The QA tests can also be run from the Ant script. You must make sure the Ant you are using is using the correct JDK. You can run "ant diagnostics" in the project directory to find out which JVM Ant is using.

Make sure that you have the following in your build.properties file which you will need to create in $RIVER_HOME.

river.home=$RIVER_HOME
jtreg.home=/path/to/jtreg/install
jdk1.5.home=/path/to/java1.5 
jtreg.dir=$RIVER_HOME/jtsk/qa/jtreg
Please note the remark above about using paths which contains spaces and the use of '/' over '\'.

Execute the following:

cd $RIVER_HOME
cd qa.run

Running just a few tests

Running the entire QA suite tasks a significant portion of time; currently around the 17 hour mark. It is therefore useful to be able to specify a subset of categories or even specific tests to run.

By settings in the properties file

When running the QA tests with Ant, this is done by including the following in the Ant build.properties file.

# runs a specified category
# e.g. run.categories=lookupservice
run.categories=name_of_category

# runs a specified test
# e.g. run.tests=com/sun/jini/test/spec/constraint/coreconstraint/PrincipalElementsTest.td
run.tests=path/to/test/TestName.td
By specifying on the commandline

From the qa directory:

ant -Drun.tests=com/sun/jini/test/spec/constraint/coreconstraint/PrincipalElementsTest.td run-tests

Existing QA tests can be found in the following path; $RIVER_HOME/qa/src/com/sun/jini/test/**"

Categories

You can find the test categories on Test categories

JTREG tests

You must first download and install jtreg following the instructions on their site.

Some of these tests are run as BASH scripts, therefore, if running the jtreg tests on Windows a Cygwin (or similar) environment is necessary.

The JTREG tests can then be run by execute the following:

cd $RIVER_HOME/qa
ant harness-runtime
ant jtreg

JTREG will create the directory $RIVER_HOME/qa/jtreg/JTreport which contains a report of the test run.
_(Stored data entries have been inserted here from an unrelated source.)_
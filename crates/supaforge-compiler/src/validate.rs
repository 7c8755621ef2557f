//! Final gate applied to every descriptor before it leaves the compiler.
//!
//! Each check mirrors a compiler rule so that a descriptor built by any
//! path (including a hand-edited one fed back in) is refused when it
//! references something discovery did not report, writes a sensitive
//! column without the override, or mutates by a missing primary key.

use supaforge_core::{DbFunction, DiscoverySnapshot, ForgeError, Operation, Table, ToolDescriptor};

/// Check `tool` against the snapshot it claims to be compiled from.
pub fn check_descriptor(
    tool: &ToolDescriptor,
    snapshot: &DiscoverySnapshot,
    allow_sensitive_writes: bool,
) -> Result<(), ForgeError> {
    let reject = |reason: String| ForgeError::UnsafeOperationRejected {
        resource: tool.resource.to_string(),
        operation: tool.operation.to_string(),
        reason,
    };

    if tool.operation == Operation::Rpc {
        let Some(name) = tool.resource.function.as_deref() else {
            return Err(reject("rpc descriptor without a function".to_string()));
        };
        let mut overloads = snapshot.function_overloads(&tool.resource.schema, name).peekable();
        if overloads.peek().is_none() {
            return Err(reject("function not present in discovery".to_string()));
        }
        let matches_inputs = |function: &DbFunction| {
            function.args.len() == tool.inputs.len()
                && function.args.iter().all(|a| {
                    tool.inputs
                        .get(&a.name)
                        .is_some_and(|p| p.param_type == a.arg_type)
                })
        };
        if !overloads.any(|f| matches_inputs(f)) {
            return Err(reject(
                "arguments match no discovered overload of the function".to_string(),
            ));
        }
        return Ok(());
    }

    let Some(table_name) = tool.resource.table.as_deref() else {
        return Err(reject("table descriptor without a table".to_string()));
    };
    let Some(table) = snapshot.table(&tool.resource.schema, table_name) else {
        return Err(reject("table not present in discovery".to_string()));
    };

    let referenced = tool
        .inputs
        .keys()
        .chain(tool.filters.iter().map(|f| &f.column))
        .chain(tool.select.iter())
        .chain(tool.available.iter())
        .chain(tool.order.iter().map(|o| &o.by));
    for column in referenced {
        if !table.has_column(column) {
            return Err(reject(format!("column {} not present in discovery", column)));
        }
    }

    for rel in &tool.relationships {
        check_relationship(rel, table, snapshot).map_err(&reject)?;
    }

    if matches!(tool.operation, Operation::Update | Operation::Delete) {
        if !table.has_primary_key() {
            return Err(reject("table has no primary key".to_string()));
        }
        let pk_filtered = table
            .primary_key_names()
            .iter()
            .all(|pk| tool.filters.iter().any(|f| &f.column == pk));
        if !pk_filtered {
            return Err(reject("mutation is not restricted by the full primary key".to_string()));
        }
    }

    if tool.operation.is_write() && !allow_sensitive_writes {
        if let Some(col) = tool
            .written_columns()
            .into_iter()
            .find(|c| table.column(c).is_some_and(|c| c.sensitive))
        {
            return Err(reject(format!("sensitive column {} in write set", col)));
        }
    }

    if !table.rls_enabled && !tool.requires_service_role {
        return Err(reject("RLS disabled but service role not required".to_string()));
    }

    Ok(())
}

fn check_relationship(
    rel: &supaforge_core::Relationship,
    table: &Table,
    snapshot: &DiscoverySnapshot,
) -> Result<(), String> {
    let Some(target) = snapshot.table(&rel.to_schema, &rel.to_table) else {
        return Err(format!(
            "relationship target {}.{} not present in discovery",
            rel.to_schema, rel.to_table
        ));
    };
    let constraint_known = snapshot
        .tables()
        .iter()
        .any(|t| t.foreign_keys.iter().any(|fk| fk.constraint == rel.constraint));
    if !constraint_known {
        return Err(format!(
            "relationship constraint {} not present in discovery",
            rel.constraint
        ));
    }
    if let Some(col) = rel.from_columns.iter().find(|c| !table.has_column(c)) {
        return Err(format!("relationship column {} not present in discovery", col));
    }
    if let Some(col) = rel.to_columns.iter().find(|c| !target.has_column(c)) {
        return Err(format!(
            "relationship column {}.{} not present in discovery",
            rel.to_table, col
        ));
    }
    if let Some(via) = &rel.via {
        let known = snapshot
            .tables()
            .iter()
            .any(|t| &t.qualified_name().to_string() == via);
        if !known {
            return Err(format!("join table {} not present in discovery", via));
        }
    }
    Ok(())
}

#[cfg(test)]
mod tests {
    use super::*;
    use serde_json::json;
    use std::collections::BTreeMap;
    use supaforge_core::{DiscoveryDocument, InputParam, ResourceRef};

    fn overloaded_search() -> DiscoverySnapshot {
        let doc: DiscoveryDocument = serde_json::from_value(json!({
            "db_functions": [
                {"schema": "public", "name": "search", "args": [{"name": "q", "type": "text"}]},
                {"schema": "public", "name": "search", "args": [{"name": "tag_id", "type": "bigint"}]}
            ]
        }))
        .unwrap();
        DiscoverySnapshot::try_from_document(doc).unwrap()
    }

    fn rpc(inputs: &[(&str, &str)]) -> ToolDescriptor {
        ToolDescriptor {
            name: "rpc_search_by_tag_id".to_string(),
            description: String::new(),
            operation: Operation::Rpc,
            resource: ResourceRef::function("public", "search"),
            inputs: inputs
                .iter()
                .map(|(name, ty)| (name.to_string(), InputParam::required(*ty)))
                .collect::<BTreeMap<_, _>>(),
            filters: Vec::new(),
            select: Vec::new(),
            available: Vec::new(),
            order: None,
            pagination: None,
            relationships: Vec::new(),
            requires_service_role: false,
            caveats: Vec::new(),
        }
    }

    #[test]
    fn test_rpc_checked_against_matching_overload() {
        let snapshot = overloaded_search();
        assert!(check_descriptor(&rpc(&[("q", "text")]), &snapshot, false).is_ok());
        assert!(check_descriptor(&rpc(&[("tag_id", "bigint")]), &snapshot, false).is_ok());

        let err = check_descriptor(&rpc(&[("tag_id", "text")]), &snapshot, false).unwrap_err();
        assert!(err.to_string().contains("no discovered overload"));
        assert!(check_descriptor(&rpc(&[]), &snapshot, false).is_err());
    }
}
Running specific JTREG tests

todo

Known Problems

There are the following known problems with the jtreg tests:

  1. Running the tests in a Windows/Cygwin environment is not 100% working yet
  2. Some of the tests require a Kerberos environment, so these will obviously fail when no such setup is available
  3. It is known that test net/jini/url/httpmd/TestEqual.java fails. Please see Jira issue River-375 for details.